I'm kind of leaning toward Minnie Mouse for the kitten, but also love Sadie and Aggie (Agate), and Libby. 

Stella is cute, too and kind of fits her.

KristinaM


----------



## NebraskaCat (Jan 15, 2013)

Lulu
Spot
Cleo
Button
Marie


----------



## NebraskaCat (Jan 15, 2013)

Aw, Libby. I just met an adorable little tuxedo girl at another shelter named Libby. She would follow me around the room, always deferring to let other cats play with me, but never getting more than 3 feet away from me and just look at me.


----------



## Leah00 (Aug 26, 2010)

The first thing that came to my mind when I saw her picture just now was "Smidge". I don't know why.


----------



## Marcia (Dec 26, 2010)

Leah00 said:


> The first thing that came to my mind when I saw her picture just now was "Smidge". I don't know why.


I like Smudge. Looks like she has a smudge of black on her nose!!
I am partial to people names. Our first cat, Annie looks like her; she was lover, too, so Annie would get a top name spot for your little one.

View attachment 30090


----------



## OctoberinMaine (Sep 12, 2006)

I tend to disagree with the "wait a while and see what name she grows into." I've named both of my cats before we got them home, and the opposite happens -- you get used to the cat while you get used to the name, and pretty soon it seems perfect.

I've always thought I would name a girl cat Caribou. Other than that, how about:

Lindy
Rosie
Poppy
Posey


----------



## DeafDogs&Cat (Mar 27, 2013)

Took me a month to name Munch... lol naming them isn't easy!


----------



## NOLAKitties (May 30, 2013)

Smudge or Tuxie


----------



## Catlover Danielle (Jul 31, 2013)

Stella was one of my foster cats names, my boyfriend chose the name, she was feral, and I love the name. 

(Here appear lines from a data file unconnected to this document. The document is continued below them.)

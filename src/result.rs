//! Canonical plugin result model
//!
//! A `CniResult` is what a runtime programs into the namespace and hands to
//! the next plugin in the chain. It only exists fully converted: there is no
//! partially filled result value.
//!
//! Conversion to and from the wire layout lives in [`current`].

pub mod current;

pub use current::{decode, encode};

use crate::error::{Error, Result};
use ipnet::IpNet;
use std::fmt;
use std::net::IpAddr;

/// Result of a plugin invocation
#[derive(Debug, Clone, PartialEq, Eq)]
pub struct CniResult {
    pub cni_version: String,
    pub interfaces: Vec<Interface>,
    pub ips: Vec<IpConfig>,
    pub routes: Vec<Route>,
    pub dns: Dns,
}

/// Interface created or configured by a plugin
#[derive(Debug, Clone, Default, PartialEq, Eq)]
pub struct Interface {
    pub name: String,
    /// Hardware address
    pub mac: Option<String>,
    /// Network namespace path the interface lives in
    pub sandbox: Option<String>,
}

/// IP family of an `IpConfig`
#[derive(Debug, Clone, Copy, PartialEq, Eq, Hash)]
pub enum IpVersion {
    V4,
    V6,
}

impl IpVersion {
    /// Family of an address
    pub fn of(addr: &IpAddr) -> Self {
        match addr {
            IpAddr::V4(_) => IpVersion::V4,
            IpAddr::V6(_) => IpVersion::V6,
        }
    }

    pub fn as_str(&self) -> &'static str {
        match self {
            IpVersion::V4 => "4",
            IpVersion::V6 => "6",
        }
    }

    pub fn parse(s: &str) -> Result<Self> {
        match s {
            "4" => Ok(IpVersion::V4),
            "6" => Ok(IpVersion::V6),
            other => Err(Error::InvalidArgument(format!(
                "invalid IP version '{}', expected \"4\" or \"6\"",
                other
            ))),
        }
    }
}

impl fmt::Display for IpVersion {
    fn fmt(&self, f: &mut fmt::Formatter<'_>) -> fmt::Result {
        f.write_str(self.as_str())
    }
}

/// Address assigned to an interface
#[derive(Debug, Clone, PartialEq, Eq)]
pub struct IpConfig {
    pub address: IpNet,
    pub gateway: Option<IpAddr>,
    pub version: IpVersion,
    /// Index into `CniResult::interfaces`; not checked against the list
    pub interface: Option<i32>,
}

impl IpConfig {
    /// Address with its family derived from the address itself
    pub fn new(address: IpNet) -> Self {
        Self {
            version: IpVersion::of(&address.addr()),
            address,
            gateway: None,
            interface: None,
        }
    }

    pub fn with_gateway(mut self, gateway: IpAddr) -> Self {
        self.gateway = Some(gateway);
        self
    }

    pub fn with_interface(mut self, index: i32) -> Self {
        self.interface = Some(index);
        self
    }
}

#[derive(Debug, Clone, PartialEq, Eq)]
pub struct Route {
    pub dst: IpNet,
    pub gw: Option<IpAddr>,
}

/// Resolver settings; list order is kept and duplicates are allowed
#[derive(Debug, Clone, Default, PartialEq, Eq)]
pub struct Dns {
    pub nameservers: Vec<String>,
    pub domain: Option<String>,
    pub search: Vec<String>,
    pub options: Vec<String>,
}

impl CniResult {
    /// Empty result for a version, with default DNS
    pub fn new(cni_version: impl Into<String>) -> Self {
        Self {
            cni_version: cni_version.into(),
            interfaces: Vec::new(),
            ips: Vec::new(),
            routes: Vec::new(),
            dns: Dns::default(),
        }
    }

    /// Decode a result document from raw bytes
    pub fn from_bytes(bytes: &[u8]) -> Result<Self> {
        let text = std::str::from_utf8(bytes)
            .map_err(|e| Error::Parse(format!("result is not valid UTF-8: {}", e)))?;
        decode(text)
    }

    /// Encode into the current wire layout
    pub fn to_bytes(&self) -> Result<Vec<u8>> {
        encode(self).map(String::into_bytes)
    }
}

impl fmt::Display for CniResult {
    fn fmt(&self, f: &mut fmt::Formatter<'_>) -> fmt::Result {
        write!(
            f,
            "cniVersion {}: {} interfaces, ",
            self.cni_version,
            self.interfaces.len()
        )?;
        let ips: Vec<String> = self.ips.iter().map(|ip| ip.address.to_string()).collect();
        write!(f, "ips [{}], {} routes", ips.join(", "), self.routes.len())?;
        if !self.dns.nameservers.is_empty() {
            write!(f, ", nameservers [{}]", self.dns.nameservers.join(", "))?;
        }
        Ok(())
    }
}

Funny thing is... I was ALSO going to mention Sadie! I like that as well for her!

Or.. Pixie. <3


Also can you post some more adorable photos of her? she is beautiful!


----------



## annegirl (Oct 16, 2012)

I thought Smudge too because or her nose. For some reason Heather also came to mind.


----------



## atm53 (Feb 2, 2013)

My Desmond has a lot of silly names, too. He was originally Sammy, when I adopted him, and it took me several days to settle on Desmond. At first I thought Rocky, b/c he has a tail like a raccoon, but I never really liked that song. But I do like "Life Goes On", and so he became Desmond. Sometimes Desmond Roi (Roi means King, in Irish), Desmond Moo Who (because he moos occasionally), and frequently Desmonster Puddyguy.


----------



## Jakiepoo (Jan 5, 2013)

Trixie!


----------